Pourquoi elle ?
Assia Elgouacem est économiste à l’OCDE et spécialiste des politiques énergétiques et environnementales. Avec Laurence Boone, chef économiste de l’OCDE, elle a co-signé un billet sur une question brûlante : À la croisée des chemins d’une transition bas carbone : que pouvons-nous apprendre de la crise énergétique actuelle ?. On y retrouve notamment un tableau sur les différentes politiques économiques des autres pays européens, offrant de riches perspectives d’analyse.

Pour l'Éco.

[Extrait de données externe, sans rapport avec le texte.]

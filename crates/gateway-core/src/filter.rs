//! Filter chains.
//!
//! A [`Filter`] holds two ordered lists of stages: one applied to the request
//! before it goes upstream, one applied to the response after it comes back.
//! Stages run in order and the chain stops at the first failure, handing back
//! the value produced so far together with the error.

use crate::{error::GatewayError, request::ModelInput, response::ModelResponse};
use std::fmt;
use std::sync::Arc;
use tracing::debug;

/// One transform-or-fail step over a value of type `T`
pub trait FilterStage<T>: Send + Sync {
    /// Stage name, used in logs and rejection errors
    fn name(&self) -> &'static str;

    /// Produce the next value, or reject the current one
    fn apply(&self, value: &T) -> Result<T, GatewayError>;
}

/// Stage applied to outbound requests
pub type InputFilter = dyn FilterStage<ModelInput>;

/// Stage applied to inbound responses
pub type ResponseFilter = dyn FilterStage<ModelResponse>;

/// Chain failure: the last good value plus the rejecting stage's error
#[derive(Debug, Clone, thiserror::Error)]
#[error("{source}")]
pub struct FilterError<T> {
    /// Value produced by the stages before the failing one
    pub partial: T,
    /// Error raised by the failing stage
    pub source: GatewayError,
}

/// Ordered input and response stages owned by an adapter
#[derive(Clone, Default)]
pub struct Filter {
    input: Vec<Arc<InputFilter>>,
    response: Vec<Arc<ResponseFilter>>,
}

impl Filter {
    /// Empty chain, passes values through unchanged
    pub fn new() -> Self {
        Self::default()
    }

    /// Append an input stage
    #[must_use]
    pub fn with_input_stage(mut self, stage: Arc<InputFilter>) -> Self {
        self.input.push(stage);
        self
    }

    /// Append a response stage
    #[must_use]
    pub fn with_response_stage(mut self, stage: Arc<ResponseFilter>) -> Self {
        self.response.push(stage);
        self
    }

    /// Whether the chain has no stages at all
    pub fn is_empty(&self) -> bool {
        self.input.is_empty() && self.response.is_empty()
    }

    /// Names of the input stages, in order
    pub fn input_stage_names(&self) -> Vec<&'static str> {
        self.input.iter().map(|s| s.name()).collect()
    }

    /// Names of the response stages, in order
    pub fn response_stage_names(&self) -> Vec<&'static str> {
        self.response.iter().map(|s| s.name()).collect()
    }

    /// Run the input stages over a request
    pub fn filter_input(&self, input: ModelInput) -> Result<ModelInput, FilterError<ModelInput>> {
        run_chain(&self.input, input)
    }

    /// Run the response stages over a response
    pub fn filter_response(
        &self,
        response: ModelResponse,
    ) -> Result<ModelResponse, FilterError<ModelResponse>> {
        run_chain(&self.response, response)
    }
}

fn run_chain<T>(stages: &[Arc<dyn FilterStage<T>>], initial: T) -> Result<T, FilterError<T>> {
    let mut current = initial;
    for stage in stages {
        match stage.apply(&current) {
            Ok(next) => current = next,
            Err(source) => {
                debug!(stage = stage.name(), error = %source, "Filter stage rejected value");
                return Err(FilterError {
                    partial: current,
                    source,
                });
            }
        }
    }
    Ok(current)
}

impl fmt::Debug for Filter {
    fn fmt(&self, f: &mut fmt::Formatter<'_>) -> fmt::Result {
        f.debug_struct("Filter")
            .field("input", &self.input_stage_names())
            .field("response", &self.response_stage_names())
            .finish()
    }
}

Pour lutter contre la hausse des prix, en particulier de l’énergie, la France a fait le choix d’une « indemnité inflation » de 100 euros pour 38 millions de Français. D’autres pays ont-ils choisi une stratégie similaire ?
Assia Elgouacem. La France n’est pas le seul pays à avoir fait ce choix. La Belgique, par exemple, a mis en place un transfert similaire, en renforçant une politique d'aide énergétique déjà existante vers les familles, à hauteur de 80 euros.

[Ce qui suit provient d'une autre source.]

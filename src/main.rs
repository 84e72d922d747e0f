//! # LLM Inference Router
//!
//! Routes prompts to IBM, OpenAI and HuggingFace model backends behind bearer
//! authentication.
//!
//! ## Usage
//!
//! ```bash
//! # Serve the HTTP API
//! llm-router serve --config router.yaml
//!
//! # One-off inference against the default model
//! llm-router infer --config router.yaml --inference "list all pods"
//!
//! # Check a configuration file
//! llm-router validate --config router.yaml
//! ```

use anyhow::Result;
use clap::Parser;

mod cli;
mod commands;

use cli::Cli;

#[tokio::main]
async fn main() -> Result<()> {
    // Load .env file if present
    let _ = dotenvy::dotenv();

    let cli = Cli::parse();

    if let Err(e) = gateway_telemetry::init_logging(&cli.logging_config()) {
        eprintln!("Failed to initialize logging: {e}");
    }

    cli.execute().await
}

Il faut savoir que plusieurs pays de l’OCDE déploient actuellement un ensemble de mesures pour faire face à la crise actuelle des prix de l’énergie. Il est impossible de parler de politique énergétique sans évoquer l’aspect social. Et dans ce type de crise, qui affecte en particulier les ménages les plus modestes, il est important de répondre politiquement.
Après, chaque pays s'adapte selon sa situation, son gouvernement et son propre calcul coût bénéfice. Des pays comme l’Espagne ou la République tchèque ont réduit des impôts sur l’électricité ou l’énergie. D’autres jouent sur le prix comme la Hongrie, en le régulant à un prix inférieur à celui du marché.
Baisser les taxes ou redistribuer vers les moins aisés, quelle est la meilleure politique ?
A.E. La baisse des taxes a plusieurs avantages. Plusieurs travaux économiques ont montré que les impôts sur l’énergie et l’électricité étaient régressifs, c’est-à-dire qu’ils touchent plus les ménages les moins riches, en proportion de leurs revenus. Donc une baisse de taxe sur l’électricité va un peu plus bénéficier aux ménages les moins aisés qu’aux autres.
Elles sont aussi administrativement simples à mettre en place et, donc extrêmement rapides à mettre en œuvre.
En revanche, elles ont plusieurs défauts. Politiquement, il est par la suite difficile de mettre fin à ces baisses supposées temporaires. Tout le monde aime les baisses de taxes et les gens oublient vite la raison pour lesquelles elles ont été mises en œuvre.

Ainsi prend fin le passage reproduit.